FDA Approves New Sleep Apnea Surgery at St. Joseph Mercy Ann Arbor


The Food and Drug Administration has approved a new robotic procedure offered at St. Joseph Mercy Ann Arbor that treats sleep apnea, a disorder that occurs when a person stops breathing repeatedly during their sleep.

 “This (procedure) is an option that provides a long term solution,” says Dr. Paul Hoff, section head of otolaryngology at Saint Joseph Mercy Health System, and the lead author of the FDA clinical study. 

Hoff says the surgery is a minimally invasive procedure that allows doctors to surgically remove the soft tissue in the back of the throat that causes blockage of the airway. Using high-definition, 3-D cameras and miniature robotic arms, surgeons can reach farther back into the oral cavity than what was previously allowed.

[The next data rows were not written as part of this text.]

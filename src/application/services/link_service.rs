//! Link creation, lookup and statistics service.

use std::sync::Arc;

use chrono::{DateTime, Utc};
use serde_json::json;
use tracing::{debug, warn};

use crate::domain::entities::{Link, NewLink};
use crate::domain::repositories::{ClickRepository, LinkRepository};
use crate::error::AppError;
use crate::utils::code_generator::{generate_code, is_well_formed};
use crate::utils::url_normalizer::normalize_url;

/// Maximum attempts to find an unused generated code.
const MAX_CODE_ATTEMPTS: usize = 10;

/// Click and health summary of one short link.
#[derive(Debug, Clone, PartialEq, Eq)]
pub struct LinkStats {
    pub link: Link,
    pub total_clicks: i64,
}

impl LinkStats {
    pub fn last_checked_at(&self) -> Option<DateTime<Utc>> {
        self.link.last_checked_at
    }
}

/// Service for creating and resolving shortened links.
///
/// Handles URL normalization and collision-free code generation. Click
/// counting does not go through this service; it happens in the click
/// pipeline.
pub struct LinkService {
    links: Arc<dyn LinkRepository>,
    clicks: Arc<dyn ClickRepository>,
    base_url: String,
}

impl LinkService {
    /// Creates a new link service. `base_url` prefixes every full short URL.
    pub fn new(
        links: Arc<dyn LinkRepository>,
        clicks: Arc<dyn ClickRepository>,
        base_url: impl Into<String>,
    ) -> Self {
        Self {
            links,
            clicks,
            base_url: base_url.into().trim_end_matches('/').to_string(),
        }
    }

    /// Creates a short link for `long_url` under a freshly generated code.
    ///
    /// # Errors
    ///
    /// Returns [`AppError::Validation`] if the URL is not an absolute http(s) URL.
    /// Returns [`AppError::Internal`] if no unused code was found or on storage errors.
    pub async fn create_short_link(&self, long_url: &str) -> Result<Link, AppError> {
        let normalized_url = normalize_url(long_url).map_err(|e| {
            AppError::bad_request("Invalid URL format", json!({ "reason": e.to_string() }))
        })?;

        for attempt in 1..=MAX_CODE_ATTEMPTS {
            let code = generate_code()?;

            // Two requests can race for the same code; the unique index settles it.
            if self.links.find_by_code(&code).await?.is_some() {
                debug!(attempt, "Generated code already taken");
                continue;
            }

            let new_link = NewLink {
                code,
                long_url: normalized_url.clone(),
            };

            match self.links.create(new_link).await {
                Ok(link) => return Ok(link),
                Err(AppError::Conflict { .. }) => {
                    debug!(attempt, "Generated code taken concurrently");
                }
                Err(e) => return Err(e),
            }
        }

        warn!(
            attempts = MAX_CODE_ATTEMPTS,
            "Could not find an unused short code"
        );
        Err(AppError::internal(
            "Failed to generate unique code",
            json!({ "reason": "Too many collisions" }),
        ))
    }

    /// Retrieves a link by its short code.
    ///
    /// # Errors
    ///
    /// Returns [`AppError::NotFound`] if no link matches the code, including
    /// codes that are not well formed.
    pub async fn get_link_by_code(&self, code: &str) -> Result<Link, AppError> {
        if !is_well_formed(code) {
            return Err(not_found(code));
        }

        self.links
            .find_by_code(code)
            .await?
            .ok_or_else(|| not_found(code))
    }

    /// Returns the link together with its persisted click total.
    pub async fn get_link_stats(&self, code: &str) -> Result<LinkStats, AppError> {
        let link = self.get_link_by_code(code).await?;
        let total_clicks = self.clicks.count_for_link(link.id).await?;

        Ok(LinkStats { link, total_clicks })
    }

    /// Builds the public short URL for `code`.
    pub fn short_url(&self, code: &str) -> String {
        format!("{}/{}", self.base_url, code)
    }
}

fn not_found(code: &str) -> AppError {
    AppError::not_found("Short link not found", json!({ "code": code }))
}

As the lead institution in the FDA clinical study, St. Joseph Mercy Ann Arbor has been the site of the largest number of such procedures done in the world, with Hoff performing nearly 200 surgeries since 2010, say hospital officials. 

More than 18 million Americans have obstructive sleep apnea. When left untreated, the disorder can lead to hypertension, abnormal heart rhythm, stroke, as well as traffic and workplace accidents related to drowsiness.